Journalist, Janessa Quitano of the Pacific Daily News recently wrote an article about how Serafin Tedtaotao, age 26, said it is up to the younger generations to keep the CHamoru culture alive.

Tedtaotao brought his four nephews to a new exhibit at the Guam Museum and studied the “unpacking terms” section of CHamoru words, historic timelines and different resources focused on the topic of self-determination.

“I just want this new generation to see that CHamoru culture, our culture, is important. This is a part of us,” Tedtaotao said.

The museum hosted “Silebra I Kotturå-ta yan i Hinanao-ta (Celebrate Our Culture And Our Journey)” on Thursday to wrap up Mes CHamoru.

The new exhibit, which opened last month, is “Fanohge CHamoru Put I Tano’-Ta: Charting Our Collective Future.” It chronicles the history of CHamoru political self-determination. “What are we without our culture? What are we without our heritage and our traditions? We are who we are,” Tedtaotao said.

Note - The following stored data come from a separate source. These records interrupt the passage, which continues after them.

//! In-memory binary image with virtual address mapping.

use std::sync::Arc;

use crate::{Address, Architecture};

/// A mapped region of the image.
#[derive(Debug, Clone, PartialEq, Eq)]
pub struct Segment {
    /// Segment or section name
    pub name: String,
    /// Virtual address the region is mapped at
    pub virtual_address: Address,
    /// Offset of the region in the file data
    pub file_offset: usize,
    /// Size of the file-backed part of the region in bytes
    pub size: usize,
    /// Whether this region contains executable code
    pub executable: bool,
}

impl Segment {
    /// Create a new segment
    pub fn new(
        name: impl Into<String>,
        virtual_address: Address,
        file_offset: usize,
        size: usize,
        executable: bool,
    ) -> Self {
        Self {
            name: name.into(),
            virtual_address,
            file_offset,
            size,
            executable,
        }
    }

    /// Get the end virtual address of this segment
    pub fn end_address(&self) -> Address {
        self.virtual_address + self.size as Address
    }

    /// Whether `va` falls inside this segment
    pub fn contains(&self, va: Address) -> bool {
        va >= self.virtual_address && va < self.end_address()
    }
}

/// The already-resident native binary the analysis reads method bodies from.
#[derive(Debug, Clone)]
pub struct BinaryImage {
    /// Detected architecture
    pub architecture: Architecture,
    /// Mapped regions
    pub segments: Vec<Segment>,
    /// Exported symbols with their virtual addresses
    exports: Vec<(String, Address)>,
    data: Arc<[u8]>,
}

impl BinaryImage {
    /// Build an image from file data and its segment map.
    pub fn new(architecture: Architecture, data: impl Into<Arc<[u8]>>, segments: Vec<Segment>) -> Self {
        Self {
            architecture,
            segments,
            exports: Vec::new(),
            data: data.into(),
        }
    }

    pub fn with_exports(mut self, exports: Vec<(String, Address)>) -> Self {
        self.exports = exports;
        self
    }

    /// Exported symbols, as key function discovery consumes them.
    pub fn exports(&self) -> &[(String, Address)] {
        &self.exports
    }

    /// An image that maps `code` verbatim at `base`.
    pub fn raw(architecture: Architecture, base: Address, code: &[u8]) -> Self {
        let segment = Segment::new("raw", base, 0, code.len(), true);
        Self::new(architecture, code.to_vec(), vec![segment])
    }

    /// Whole file contents.
    pub fn data(&self) -> &[u8] {
        &self.data
    }

    /// Find the segment that maps `va`.
    pub fn segment_for(&self, va: Address) -> Option<&Segment> {
        self.segments.iter().find(|s| s.contains(va))
    }

    /// Whether `va` is mapped at all.
    pub fn is_mapped(&self, va: Address) -> bool {
        self.segment_for(va).is_some()
    }

    /// Bytes from `va` to the end of its segment, capped at `max_len`.
    ///
    /// Returns `None` when the address is not mapped.
    pub fn bytes_at(&self, va: Address, max_len: usize) -> Option<&[u8]> {
        let segment = self.segment_for(va)?;
        let start = segment.file_offset + (va - segment.virtual_address) as usize;
        let segment_end = segment.file_offset + segment.size;
        let end = segment_end.min(start.saturating_add(max_len)).min(self.data.len());
        if start >= end {
            return None;
        }
        Some(&self.data[start..end])
    }

    /// Read a little-endian pointer-sized value at `va`.
    pub fn read_u64(&self, va: Address) -> Option<u64> {
        let bytes = self.bytes_at(va, 8)?;
        let array: [u8; 8] = bytes.try_into().ok()?;
        Some(u64::from_le_bytes(array))
    }

    /// Get all executable segments
    pub fn executable_segments(&self) -> impl Iterator<Item = &Segment> {
        self.segments.iter().filter(|s| s.executable)
    }
}

#[cfg(test)]
mod tests {
    use super::*;

    #[test]
    fn test_raw_image_mapping() {
        let image = BinaryImage::raw(Architecture::X86_64, 0x1000, &[0x90, 0x90, 0xc3]);

        assert!(image.is_mapped(0x1000));
        assert!(image.is_mapped(0x1002));
        assert!(!image.is_mapped(0x1003));
        assert_eq!(image.bytes_at(0x1001, 16), Some(&[0x90, 0xc3][..]));
        assert_eq!(image.bytes_at(0x1000, 1), Some(&[0x90][..]));
        assert!(image.bytes_at(0x2000, 16).is_none());
    }

    #[test]
    fn test_file_offset_translation() {
        let data = vec![0u8, 0, 0, 0, 0xaa, 0xbb, 0xcc, 0xdd];
        let image = BinaryImage::new(
            Architecture::AArch64,
            data,
            vec![Segment::new(".text", 0x40_0000, 4, 4, true)],
        );

        assert_eq!(image.bytes_at(0x40_0002, 8), Some(&[0xcc, 0xdd][..]));
        assert_eq!(image.executable_segments().count(), 1);
    }

    #[test]
    fn test_read_u64() {
        let mut data = vec![0u8; 16];
        data[8..16].copy_from_slice(&0x1122_3344_5566_7788u64.to_le_bytes());
        let image = BinaryImage::raw(Architecture::X86_64, 0x100, &data);

        assert_eq!(image.read_u64(0x108), Some(0x1122_3344_5566_7788));
        assert_eq!(image.read_u64(0x10c), None);
    }
}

In the afternoon, Tony Mantanona from Valley of the Latte hosted weaving and coconut candy-making workshops at the museum.

The event ended with musical and cultural entertainment from the Guam Territorial Band and Para i Probechu’n i Taotao-Ta.

Not all the visitors were CHamoru, but all could learn from the exhibits.

Donally Aldis, from Pohnpei, enjoyed the presentations. “The museum tells us a lot about our ancestors. It’s amazing, and I’m glad I can see everything,” he said.

Brief remarks were given by dignitaries and sponsors, including Pacific Daily News President Rindraty Celes Limtaco.

Limtiaco spoke about her experiences growing up as a child on Guam, and how she regrets that she didn’t ask more about the CHamoru culture from her grandfather.

“I still connect to my culture and my family through those experiences from my past. But those connections don’t exist anymore for many of the younger generations,” Limtiaco said. “That’s why events like today’s are really important. It, at the very least, gives the younger generations a chance to experience some of those things that their parents, like me, took for granted,” Limtiaco said.